In an apricot-colored building in Zurich, surrounded by curiously planted forget-me-nots, Gaustine has opened the first "clinic for the past," an institution that offers an inspired treatment for Alzheimer's sufferers: each floor reproduces a past decade in minute detail, allowing patients to transport themselves back in time to unlock what is left of their fading memories. Serving as Gaustine's assistant, the narrator is tasked with collecting the flotsam and jetsam of the past, from 1960s furniture and 1940s shirt buttons to nostalgic scents and even wisps of afternoon light. But as the charade becomes more convincing, an increasing number of healthy people seek out the clinic to escape from the dead-end of their daily lives--a development that results in an unexpected conundrum when the past begins to invade the present. Through sharply satirical, labyrinth-like vignettes reminiscent of Italo Calvino and Franz Kafka, the narrator recounts in breathtaking prose just how he became entrenched in a plot to stop time itself.
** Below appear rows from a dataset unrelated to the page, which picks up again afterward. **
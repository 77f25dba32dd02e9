//! Value equality for compare-and-remove.

use std::sync::Arc;

/// A value that can be stored in a [`ShardedMap`](crate::ShardedMap).
///
/// `same_value` is the equality used by
/// [`remove_if_equal`](crate::ShardedMap::remove_if_equal). Floating point
/// values compare by bit pattern, so `NaN` matches an identical `NaN` and
/// `0.0` does not match `-0.0`.
pub trait MapValue: Clone {
    /// Whether `self` and `other` are the same value, bit for bit.
    fn same_value(&self, other: &Self) -> bool;
}

macro_rules! impl_eq_value {
    ($($t:ty),* $(,)?) => {
        $(
            impl MapValue for $t {
                #[inline]
                fn same_value(&self, other: &Self) -> bool {
                    self == other
                }
            }
        )*
    };
}

impl_eq_value!(
    i8, i16, i32, i64, i128, isize, u8, u16, u32, u64, u128, usize, bool, char, String,
    Vec<u8>,
);

impl MapValue for f32 {
    #[inline]
    fn same_value(&self, other: &Self) -> bool {
        self.to_bits() == other.to_bits()
    }
}

impl MapValue for f64 {
    #[inline]
    fn same_value(&self, other: &Self) -> bool {
        self.to_bits() == other.to_bits()
    }
}

impl<V: MapValue> MapValue for Option<V> {
    #[inline]
    fn same_value(&self, other: &Self) -> bool {
        match (self, other) {
            (Some(a), Some(b)) => a.same_value(b),
            (None, None) => true,
            _ => false,
        }
    }
}

impl<V: MapValue> MapValue for Box<V> {
    #[inline]
    fn same_value(&self, other: &Self) -> bool {
        (**self).same_value(other)
    }
}

impl<V: MapValue> MapValue for Arc<V> {
    #[inline]
    fn same_value(&self, other: &Self) -> bool {
        Arc::ptr_eq(self, other) || (**self).same_value(other)
    }
}
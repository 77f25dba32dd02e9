use crate::bucket::Bucket;
use crate::value::MapValue;
use crossbeam_utils::CachePadded;
use std::hash::Hash;

/// Iterator over entries copied out of the map.
///
/// Built by [`ShardedMap::iter_snapshot`](crate::ShardedMap::iter_snapshot).
/// Each bucket is copied under its own read lock, so the result is
/// consistent per bucket but not across buckets.
pub struct SnapshotIter<K, V> {
    entries: std::vec::IntoIter<(K, V)>,
}

impl<K, V> SnapshotIter<K, V>
where
    K: Hash + Eq + Clone,
    V: MapValue,
{
    pub(crate) fn new(buckets: &[CachePadded<Bucket<K, V>>]) -> Self {
        let mut entries = Vec::new();
        for bucket in buckets {
            bucket.collect_into(&mut entries);
        }
        Self {
            entries: entries.into_iter(),
        }
    }
}

impl<K, V> Iterator for SnapshotIter<K, V> {
    type Item = (K, V);

    fn next(&mut self) -> Option<Self::Item> {
        self.entries.next()
    }

    fn size_hint(&self) -> (usize, Option<usize>) {
        self.entries.size_hint()
    }
}

impl<K, V> ExactSizeIterator for SnapshotIter<K, V> {}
"A trickster at heart, and often very funny" (Garth Greenwell, The New Yorker), prolific Bulgarian author Georgi Gospodinov masterfully stalks the tragedies of the last century, including our own, in what becomes a haunting and eerily prescient novel teeming with ideas. Exquisitely translated by Angela Rodel, Time Shelter is a truly unforgettable classic from "one of Europe's most fascinating and irreplaceable novelists" (Dave Eggers).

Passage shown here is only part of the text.